Romero Marinho: Entendo que é possível avaliar a nova regra sobre duas óticas: a primeira seria pelo viés da segurança jurídica. Por esse lado, há um aspecto benéfico na norma na medida em que foram expressamente endereçados entendimentos como a enumeração exemplificativa de possíveis insumos e a inclusão dos dispêndios com base em normas legais ou infralegais como insumos.
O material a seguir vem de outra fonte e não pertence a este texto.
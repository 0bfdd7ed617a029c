//! Draw utilities for the interactive viewer.
//!
//! Pure presentation: everything here reads engine state through the slice
//! accessors and never mutates it.

use macroquad::prelude::*;

use crate::engine::Engine;
use crate::source::WaveSource;
use crate::wall::Wall;
use crate::wavefront::WaveFront;

const WALL_THICKNESS: f32 = 3.0;
const SOURCE_RADIUS: f32 = 8.0;
const FRONT_RADIUS: f32 = 3.0;

/// Draws walls, sources, and live wavefronts for the current tick.
pub fn draw_scene(engine: &Engine) {
    draw_walls(engine.walls());
    draw_sources(engine.sources());
    draw_wavefronts(engine.wavefronts());
}

pub fn draw_walls(walls: &[Wall]) {
    for wall in walls {
        let [r, g, b] = wall.kind.color();
        draw_line(
            wall.p1.x,
            wall.p1.y,
            wall.p2.x,
            wall.p2.y,
            WALL_THICKNESS,
            Color::from_rgba(r, g, b, 255),
        );
    }
}

pub fn draw_sources(sources: &[WaveSource]) {
    for source in sources {
        draw_circle(source.position.x, source.position.y, SOURCE_RADIUS, RED);
        draw_circle_lines(source.position.x, source.position.y, SOURCE_RADIUS, 2.0, WHITE);
    }
}

pub fn draw_wavefronts(wavefronts: &[WaveFront]) {
    for front in wavefronts {
        let color = generation_color(front.generation, front.amplitude);
        draw_circle_lines(front.position.x, front.position.y, FRONT_RADIUS, 1.5, color);
    }
}

/// Colour by reflection depth, faded by amplitude: cyan for originals, then
/// yellow, orange, red for deeper generations.
fn generation_color(generation: u32, amplitude: f32) -> Color {
    let alpha = amplitude.min(1.0);
    match generation {
        0 => Color::new(0.0, 1.0, 1.0, alpha),
        1 => Color::new(1.0, 1.0, 0.0, alpha),
        2 => Color::new(1.0, 0.65, 0.0, alpha),
        _ => Color::new(1.0, 0.0, 0.0, alpha),
    }
}
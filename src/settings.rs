use anyhow::{ensure, Result};
use clap::Parser;
use config::{Config, Environment, File};
use serde::Deserialize;
use std::env;
use std::fmt;

/// How collision children interact with the tick currently in progress.
#[derive(Debug, Clone, Copy, PartialEq, Eq, Deserialize, clap::ValueEnum)]
#[serde(rename_all = "snake_case")]
pub enum CascadePolicy {
    /// Children join the queue being drained and may advance and collide
    /// again within the same tick. Matches the original behaviour.
    Immediate,
    /// Children are buffered during the pass and merged afterwards; they are
    /// first advanced on the following tick.
    Deferred,
}

/// How a motion segment that crosses several walls picks the one to respond to.
#[derive(Debug, Clone, Copy, PartialEq, Eq, Deserialize, clap::ValueEnum)]
#[serde(rename_all = "snake_case")]
pub enum HitPolicy {
    /// The wall with the smallest parametric distance along the motion
    /// segment wins.
    Nearest,
    /// The first intersecting wall in placement order wins, regardless of
    /// distance. Kept for parity with the original.
    FirstListed,
}

/// Runtime configuration for the simulation.
#[derive(Debug, Clone, Deserialize, PartialEq)]
pub struct Settings {
    /// Global multiplier on per-tick wavefront displacement.
    pub wave_speed: f32,
    /// Default emission cadence for new sources, in ticks per ring.
    pub emit_rate: u32,
    /// Per-tick amplitude decay factor.
    pub amplitude_decay: f32,
    /// Wavefronts are culled once their age exceeds this.
    pub max_age: u32,
    /// Wavefronts are culled once their amplitude falls below this.
    pub min_amplitude: f32,
    /// Reflected children require `generation < max_reflections`.
    /// Transmission is deliberately not capped.
    pub max_reflections: u32,
    pub cascade: CascadePolicy,
    pub hit_policy: HitPolicy,
    /// Headless run length in ticks.
    pub ticks: u32,
}

impl Default for Settings {
    fn default() -> Self {
        Self {
            wave_speed: 2.0,
            emit_rate: 5,
            amplitude_decay: 0.99,
            max_age: 200,
            min_amplitude: 0.05,
            max_reflections: 3,
            cascade: CascadePolicy::Immediate,
            hit_policy: HitPolicy::Nearest,
            ticks: 600,
        }
    }
}

impl Settings {
    pub fn validate(&self) -> Result<()> {
        ensure!(self.wave_speed > 0.0, "Wave speed must be greater than 0");
        ensure!(
            self.amplitude_decay > 0.0 && self.amplitude_decay <= 1.0,
            "Amplitude decay must be in (0, 1]"
        );
        ensure!(self.emit_rate >= 1, "Emit rate must be at least 1");
        ensure!(
            self.min_amplitude > 0.0,
            "Minimum amplitude must be greater than 0"
        );
        Ok(())
    }
}

/// Loads `config/default.toml` without environment or CLI overrides.
pub fn load_default_config() -> Result<Settings> {
    let root = retrieve_project_root();
    let default_config_file = root.join("config/default.toml");

    let settings: Config = Config::builder()
        .add_source(File::from(default_config_file).required(true))
        .build()?;

    let config: Settings = settings.try_deserialize()?;
    config.validate()?;

    Ok(config)
}

/// Loads the runtime configuration: `config/default.toml`, overlaid with
/// `RIPPLE_*` environment variables, then command-line overrides.
pub fn load_config() -> Result<Settings> {
    let root = retrieve_project_root();
    let default_config_file = root.join("config/default.toml");
    let local_config = root.join("config/local.toml");

    // Check if local config exists, if not use default
    let config_file = if local_config.exists() {
        println!("Using local configuration: {:?}", local_config);
        local_config
    } else {
        default_config_file
    };

    let settings: Config = Config::builder()
        .add_source(File::from(config_file).required(true))
        .add_source(Environment::with_prefix("ripple"))
        .build()?;

    let mut config: Settings = settings.try_deserialize()?;

    // Parse command-line arguments and override values
    let args = CliArgs::parse();

    if let Some(speed) = args.speed {
        config.wave_speed = speed;
    }
    if let Some(rate) = args.emit_rate {
        config.emit_rate = rate;
    }
    if let Some(decay) = args.decay {
        config.amplitude_decay = decay;
    }
    if let Some(age) = args.max_age {
        config.max_age = age;
    }
    if let Some(floor) = args.min_amplitude {
        config.min_amplitude = floor;
    }
    if let Some(rec) = args.rec {
        config.max_reflections = rec;
    }
    if let Some(cascade) = args.cascade {
        config.cascade = cascade;
    }
    if let Some(hit) = args.hit_policy {
        config.hit_policy = hit;
    }
    if let Some(ticks) = args.ticks {
        config.ticks = ticks;
    }

    config.validate()?;

    Ok(config)
}

/// Retrieve the project root directory.
/// This function tries to find the project root directory in different ways:
/// 1. If the CARGO_MANIFEST_DIR environment variable is set, use it.
/// 2. If the RIPPLE_ROOT_DIR environment variable is set, use it.
/// 3. If the "config" subdirectory is found in the executable directory or any of its parents, use it.
/// If none of these methods work, the function will panic.
fn retrieve_project_root() -> std::path::PathBuf {
    if let Ok(manifest_dir) = env::var("CARGO_MANIFEST_DIR") {
        // When running through cargo (e.g. cargo run, cargo test)
        std::path::PathBuf::from(manifest_dir)
    } else if let Ok(path) = env::var("RIPPLE_ROOT_DIR") {
        std::path::PathBuf::from(path)
    } else {
        // Fallback: walk upward from the executable directory until a
        // "config" subdirectory is found.
        let exe_path = env::current_exe().expect("Failed to get current executable path");
        let mut current_dir = exe_path
            .parent()
            .expect("Failed to get executable directory")
            .to_path_buf();

        loop {
            if current_dir.join("config").is_dir() {
                return current_dir;
            }
            match current_dir.parent() {
                Some(parent) => current_dir = parent.to_path_buf(),
                None => panic!("Could not find project root directory"),
            }
        }
    }
}

#[derive(Parser, Debug)]
#[command(version, about = "ripple - 2D wave propagation through segment walls")]
pub struct CliArgs {
    /// Global multiplier on per-tick wavefront displacement.
    #[arg(short, long)]
    speed: Option<f32>,

    /// Emission cadence for new sources, in ticks per ring.
    #[arg(short, long)]
    emit_rate: Option<u32>,

    /// Per-tick amplitude decay factor.
    #[arg(short, long)]
    decay: Option<f32>,

    /// Maximum wavefront age in ticks before culling.
    #[arg(long)]
    max_age: Option<u32>,

    /// Amplitude floor below which wavefronts are culled.
    #[arg(long)]
    min_amplitude: Option<f32>,

    /// The maximum number of reflections before a lineage stops spawning
    /// reflected children. Transmission is not capped.
    #[arg(long)]
    rec: Option<u32>,

    /// Whether collision children cascade within the same tick.
    #[arg(long, value_enum)]
    cascade: Option<CascadePolicy>,

    /// How multiple candidate walls along one motion segment are resolved.
    #[arg(long, value_enum)]
    hit_policy: Option<HitPolicy>,

    /// Number of ticks to run in headless mode.
    #[arg(short, long)]
    ticks: Option<u32>,
}

impl fmt::Display for Settings {
    fn fmt(&self, f: &mut fmt::Formatter<'_>) -> fmt::Result {
        write!(
            f,
            "Settings:
  - Wave Speed: {:.2}
  - Emit Rate: {}
  - Amplitude Decay: {:.3}
  - Max Age: {}
  - Min Amplitude: {:.3}
  - Max Reflections: {}
  - Cascade: {:?}
  - Hit Policy: {:?}
  ",
            self.wave_speed,
            self.emit_rate,
            self.amplitude_decay,
            self.max_age,
            self.min_amplitude,
            self.max_reflections,
            self.cascade,
            self.hit_policy,
        )
    }
}
use nalgebra::Point2;

/// A wave emitter: a relocatable position and an emission cadence.
#[derive(Debug, Clone, PartialEq)]
pub struct WaveSource {
    pub position: Point2<f32>,
    pub emit_rate: u32,
    frame_counter: u32,
}

impl WaveSource {
    pub fn new(position: Point2<f32>, emit_rate: u32) -> Self {
        Self {
            position,
            emit_rate,
            frame_counter: 0,
        }
    }

    /// Advances the cadence counter by one tick. Returns `true` when a full
    /// emission ring is due, resetting the counter so that
    /// `0 <= counter < emit_rate` holds between calls.
    pub fn poll(&mut self) -> bool {
        self.frame_counter += 1;
        if self.frame_counter >= self.emit_rate {
            self.frame_counter = 0;
            true
        } else {
            false
        }
    }
}
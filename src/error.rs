//! Error types for the simulation core.

use thiserror::Error;

/// Errors surfaced by the simulation entry points.
///
/// The taxonomy is narrow on purpose: malformed geometry and coefficients are
/// rejected at construction time so that nothing in the tick loop can fail.
#[derive(Debug, Error)]
pub enum RippleError {
    /// Wall endpoints coincide (or nearly so), leaving the normal undefined.
    #[error("degenerate wall: segment length {length} is below the minimum")]
    DegenerateWall { length: f32 },

    /// A reflection or transmission coefficient outside `[0, 1]`.
    #[error("coefficient {name} = {value} is outside [0, 1]")]
    CoefficientOutOfRange { name: &'static str, value: f32 },

    /// A source handle that does not refer to a live source.
    #[error("unknown source handle: {0}")]
    UnknownSource(usize),
}

/// Convenience alias for `Result<T, RippleError>`.
pub type RippleResult<T> = Result<T, RippleError>;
Tais dispositivos são importantes para garantir ao contribuinte maior segurança quanto à interpretação da legislação das contribuições e evitar um contencioso desnecessário.

Por outro lado, com relação a carga tributária de PIS e Cofins, entendo que os contribuintes tendem a ser prejudicados em decorrência da restrição a possiblidade de créditos, resultando em incremento do recolhimento das contribuições. 

Michel Siqueira Batista e Caio Persici: A IN 2.121/22 de modo geral contribui negativamente para o cenário nacional, já que adicionou nova camada instabilidade em diversos pontos para os contribuintes, que permanecem num cenário de pouca segurança jurídica no que se refere à tomada de créditos do PIS e da Cofins.

Isso, porque, a limitação do creditamento destas contribuições ao processo produtivo fere a não cumulatividade do PIS/Cofins bem como os precedentes recentes do STJ e do STF sobre a matéria. Assim, é importante que as empresas revejam os critérios de creditamento adotados de forma a alinhar suas políticas internas com a melhor interpretação legal e jurisprudencial.